在 2014年7月22日星期二UTC+8上午4时40分33秒，Justin Uberti写道：

[Uma Shunmugan]

Justin, is there a bug # for this issue?  

The issue you mentioned - does it really cause error 7 (authenticaion) in SRTP, or else 10 or 9(replay)?  We see error 7 in our gateway once in a while when decrypting packets from Chrome (M37), and once this happens, the session never recovers with a new O/A.

[Iñaki Baz Castillo]

2014-09-22 9:03 GMT+02:00 <xfengtes...@gmail.com>:
> Is it okey to disable DTLS-SRTP?

No.


--
Iñaki Baz Castillo
<i...@aliax.net>

[Justin Uberti]

https://code.google.com/p/webrtc/issues/detail?id=1811 tracked the RTX issue. You should not see err=7 when using RTX.

On Wed, Sep 24, 2014 at 8:55 AM, Uma Shunmugan <ushun...@gmail.com> wrote:

Justin, is there a bug # for this issue?  

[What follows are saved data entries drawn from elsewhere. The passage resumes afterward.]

//! Email canonicalization and fingerprinting.
//!
//! Two addresses refer to the same mailbox when their canonical forms are
//! equal. Google treats `j.doe+work@gmail.com` and `jdoe@gmail.com` as one
//! inbox, so for Google-managed domains the local part drops dots and any
//! `+tag`. Every other domain only gets case and whitespace folding.
//!
//! The [`Fingerprint`] is a SHA-256 digest of the canonical form. It is the
//! only key used for duplicate detection, which lets raw addresses be redacted
//! later without losing the ability to recognise a returning person.
//!
//! Whether a domain is Google-managed is decided by the caller (see the DNS
//! classifier in `likeness-identity`); [`is_known_google_domain`] covers the
//! consumer domains that never need a lookup.

use core::fmt;

use serde::{Deserialize, Serialize};
use sha2::{Digest, Sha256};

/// Consumer domains that are always Google-managed.
pub const KNOWN_GOOGLE_DOMAINS: &[&str] = &["gmail.com", "googlemail.com", "google.com"];

/// An email address after provider equivalence rules were applied.
#[derive(Debug, Clone, PartialEq, Eq, Hash, Serialize, Deserialize)]
#[serde(transparent)]
pub struct CanonicalEmail(String);

impl CanonicalEmail {
    /// Wrap a value read back from storage.
    #[must_use]
    pub const fn from_stored(value: String) -> Self {
        Self(value)
    }

    #[must_use]
    pub fn as_str(&self) -> &str {
        &self.0
    }

    #[must_use]
    pub fn into_inner(self) -> String {
        self.0
    }
}

impl fmt::Display for CanonicalEmail {
    fn fmt(&self, f: &mut fmt::Formatter<'_>) -> fmt::Result {
        f.write_str(&self.0)
    }
}

/// Hex-encoded SHA-256 digest of a [`CanonicalEmail`].
#[derive(Debug, Clone, PartialEq, Eq, Hash, Serialize, Deserialize)]
#[serde(transparent)]
pub struct Fingerprint(String);

impl Fingerprint {
    /// Wrap a value read back from storage.
    #[must_use]
    pub const fn from_stored(value: String) -> Self {
        Self(value)
    }

    /// Digest an already canonical address.
    #[must_use]
    pub fn of(canonical: &CanonicalEmail) -> Self {
        Self(hex::encode(Sha256::digest(canonical.as_str().as_bytes())))
    }

    #[must_use]
    pub fn as_str(&self) -> &str {
        &self.0
    }
}

impl fmt::Display for Fingerprint {
    fn fmt(&self, f: &mut fmt::Formatter<'_>) -> fmt::Result {
        f.write_str(&self.0)
    }
}

/// Whether `email`'s domain is one of [`KNOWN_GOOGLE_DOMAINS`].
#[must_use]
pub fn is_known_google_domain(email: &str) -> bool {
    domain_of(email).is_some_and(|domain| {
        KNOWN_GOOGLE_DOMAINS
            .iter()
            .any(|known| domain.eq_ignore_ascii_case(known))
    })
}

/// Lowercased domain of `email`, if it has one.
#[must_use]
pub fn domain_of(email: &str) -> Option<String> {
    let (_, domain) = email.trim().rsplit_once('@')?;
    if domain.is_empty() {
        return None;
    }
    Some(domain.to_lowercase())
}

/// Canonical form of `email`.
///
/// Always trims and lowercases. When `google_managed` is set, the local part
/// also loses everything from the first `+` and every `.`. Input without an
/// `@` is only trimmed and lowercased.
///
/// The function is idempotent.
#[must_use]
pub fn canonicalize(email: &str, google_managed: bool) -> CanonicalEmail {
    let folded = email.trim().to_lowercase();

    if !google_managed {
        return CanonicalEmail(folded);
    }

    let Some((local, domain)) = folded.rsplit_once('@') else {
        return CanonicalEmail(folded);
    };

    let untagged = local.split_once('+').map_or(local, |(head, _)| head);
    let local: String = untagged.chars().filter(|&c| c != '.').collect();

    CanonicalEmail(format!("{local}@{domain}"))
}

/// Fingerprint of `email` under the given domain classification.
#[must_use]
pub fn fingerprint(email: &str, google_managed: bool) -> Fingerprint {
    Fingerprint::of(&canonicalize(email, google_managed))
}

#[cfg(test)]
mod tests {
    use super::*;

    #[test]
    fn test_google_equivalent_addresses_collapse() {
        for raw in ["a.b+tag@gmail.com", "ab@gmail.com", "A.B@GMAIL.COM"] {
            assert_eq!(canonicalize(raw, true).as_str(), "ab@gmail.com", "{raw}");
        }
        assert_eq!(
            fingerprint("a.b+tag@gmail.com", true),
            fingerprint("A.B@GMAIL.COM", true)
        );
    }

    #[test]
    fn test_other_domains_keep_dots_and_tags() {
        let tagged = canonicalize(" A.B+tag@Foo.com ", false);
        assert_eq!(tagged.as_str(), "a.b+tag@foo.com");
        assert_ne!(tagged, canonicalize("ab@foo.com", false));
        assert_ne!(
            fingerprint("a.b+tag@foo.com", false),
            fingerprint("ab@foo.com", false)
        );
    }

    #[test]
    fn test_canonicalize_is_idempotent() {
        for (raw, google) in [
            ("J.Doe+work@Gmail.com", true),
            ("  x.y+z@example.org", false),
            ("no-at-sign ", true),
            ("a+b+c@googlemail.com", true),
        ] {
            let once = canonicalize(raw, google);
            let twice = canonicalize(once.as_str(), google);
            assert_eq!(once, twice, "{raw}");
        }
    }

    #[test]
    fn test_plus_tag_cut_at_first_plus() {
        assert_eq!(
            canonicalize("a+b+c@gmail.com", true).as_str(),
            "a@gmail.com"
        );
    }

    #[test]
    fn test_input_without_at_is_only_folded() {
        assert_eq!(canonicalize(" A.B+C ", true).as_str(), "a.b+c");
    }

    #[test]
    fn test_fingerprint_is_sha256_hex() {
        let fp = fingerprint("ab@gmail.com", true);
        assert_eq!(fp.as_str().len(), 64);
        assert!(fp.as_str().chars().all(|c| c.is_ascii_hexdigit()));
        assert!(!fp.as_str().contains("gmail"));
    }

    #[test]
    fn test_known_google_domains() {
        assert!(is_known_google_domain("someone@GMAIL.com"));
        assert!(is_known_google_domain("someone@googlemail.com"));
        assert!(!is_known_google_domain("someone@example.com"));
        assert!(!is_known_google_domain("gmail.com"));
    }

    #[test]
    fn test_domain_of() {
        assert_eq!(domain_of("x@Example.COM ").as_deref(), Some("example.com"));
        assert_eq!(domain_of("x@"), None);
        assert_eq!(domain_of("nothing"), None);
    }
}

The issue you mentioned - does it really cause error 7 (authenticaion) in SRTP, or else 10 or 9(replay)?  We see error 7 in our gateway once in a while when decrypting packets from Chrome (M37), and once this happens, the session never recovers with a new O/A.

[Uma Shunmugan]

FYI, I believe we have found the final/main issue and fixed it in our WebRTC gateway.  After fixing other issues, we were seeing SRTP decrypt errors occasionally with hold/resume.  It turned out the problem was that we were recreating the SRTP contexts for both in and out media streams when outgoing stream (to browser) changed with a new SSRC.  Now, we check if the SSRC from the browser has changed or not, and if it hasn't (it shouldn't unless there is a new gUM or new PeerConnection), we keep using the existing SRTP context for the incoming stream.  I believe the SRTP error was caused due to RTP sequence number roll over.  Happy holidays!